The required output is every entry below, copied exactly.

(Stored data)
▬▬▬
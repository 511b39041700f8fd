use super::LogDevice;
use crate::error::{EngineError, EngineResult};
use parking_lot::RwLock;
use std::fs::{File, OpenOptions};
use std::io::{Read, Seek, SeekFrom, Write};
use std::path::{Path, PathBuf};

/// A file-backed log device.
///
/// `flush()` pushes data to the OS; `sync()` calls `File::sync_all()`.
#[derive(Debug)]
pub struct FileLog {
    path: PathBuf,
    file: RwLock<File>,
    size: RwLock<u64>,
}

impl FileLog {
    /// Opens or creates the log file at `path`.
    ///
    /// # Errors
    ///
    /// Returns an error if the file cannot be opened or created.
    pub fn open(path: &Path) -> EngineResult<Self> {
        let file = OpenOptions::new()
            .read(true)
            .write(true)
            .create(true)
            .truncate(false)
            .open(path)?;

        let size = file.metadata()?.len();

        Ok(Self {
            path: path.to_path_buf(),
            file: RwLock::new(file),
            size: RwLock::new(size),
        })
    }

    /// Returns the path of the log file.
    #[must_use]
    pub fn path(&self) -> &Path {
        &self.path
    }
}

impl LogDevice for FileLog {
    fn append(&mut self, data: &[u8]) -> EngineResult<u64> {
        let mut file = self.file.write();
        let mut size = self.size.write();

        let offset = *size;
        if data.is_empty() {
            return Ok(offset);
        }
        file.seek(SeekFrom::End(0))?;
        file.write_all(data)?;
        *size += data.len() as u64;

        Ok(offset)
    }

    fn read_all(&self) -> EngineResult<Vec<u8>> {
        let mut file = self.file.write();
        let mut buffer = Vec::new();
        file.seek(SeekFrom::Start(0))?;
        file.read_to_end(&mut buffer)?;
        Ok(buffer)
    }

    fn flush(&mut self) -> EngineResult<()> {
        self.file.write().flush()?;
        Ok(())
    }

    fn sync(&mut self) -> EngineResult<()> {
        self.file.write().sync_all()?;
        Ok(())
    }

    fn size(&self) -> EngineResult<u64> {
        Ok(*self.size.read())
    }

    fn truncate(&mut self, new_size: u64) -> EngineResult<()> {
        let file = self.file.write();
        let mut size = self.size.write();

        if new_size > *size {
            return Err(EngineError::invalid_operation(format!(
                "cannot truncate {} to {new_size} bytes, current size is {}",
                self.path.display(),
                *size
            )));
        }

        file.set_len(new_size)?;
        file.sync_all()?;
        *size = new_size;

        Ok(())
    }
}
▬▬▬
- _SOLUTION_
repository 511b39041700f8fd
use super::LogDevice;
use crate::error::{EngineError, EngineResult};
use parking_lot::RwLock;
use std::fs::{File, OpenOptions};
use std::io::{Read, Seek, SeekFrom, Write};
use std::path::{Path, PathBuf};

/// A file-backed log device.
///
/// `flush()` pushes data to the OS; `sync()` calls `File::sync_all()`.
#[derive(Debug)]
pub struct FileLog {
    path: PathBuf,
    file: RwLock<File>,
    size: RwLock<u64>,
}

impl FileLog {
    /// Opens or creates the log file at `path`.
    ///
    /// # Errors
    ///
    /// Returns an error if the file cannot be opened or created.
    pub fn open(path: &Path) -> EngineResult<Self> {
        let file = OpenOptions::new()
            .read(true)
            .write(true)
            .create(true)
            .truncate(false)
            .open(path)?;

        let size = file.metadata()?.len();

        Ok(Self {
            path: path.to_path_buf(),
            file: RwLock::new(file),
            size: RwLock::new(size),
        })
    }

    /// Returns the path of the log file.
    #[must_use]
    pub fn path(&self) -> &Path {
        &self.path
    }
}

impl LogDevice for FileLog {
    fn append(&mut self, data: &[u8]) -> EngineResult<u64> {
        let mut file = self.file.write();
        let mut size = self.size.write();

        let offset = *size;
        if data.is_empty() {
            return Ok(offset);
        }
        file.seek(SeekFrom::End(0))?;
        file.write_all(data)?;
        *size += data.len() as u64;

        Ok(offset)
    }

    fn read_all(&self) -> EngineResult<Vec<u8>> {
        let mut file = self.file.write();
        let mut buffer = Vec::new();
        file.seek(SeekFrom::Start(0))?;
        file.read_to_end(&mut buffer)?;
        Ok(buffer)
    }

    fn flush(&mut self) -> EngineResult<()> {
        self.file.write().flush()?;
        Ok(())
    }

    fn sync(&mut self) -> EngineResult<()> {
        self.file.write().sync_all()?;
        Ok(())
    }

    fn size(&self) -> EngineResult<u64> {
        Ok(*self.size.read())
    }

    fn truncate(&mut self, new_size: u64) -> EngineResult<()> {
        let file = self.file.write();
        let mut size = self.size.write();

        if new_size > *size {
            return Err(EngineError::invalid_operation(format!(
                "cannot truncate {} to {new_size} bytes, current size is {}",
                self.path.display(),
                *size
            )));
        }

        file.set_len(new_size)?;
        file.sync_all()?;
        *size = new_size;

        Ok(())
    }
}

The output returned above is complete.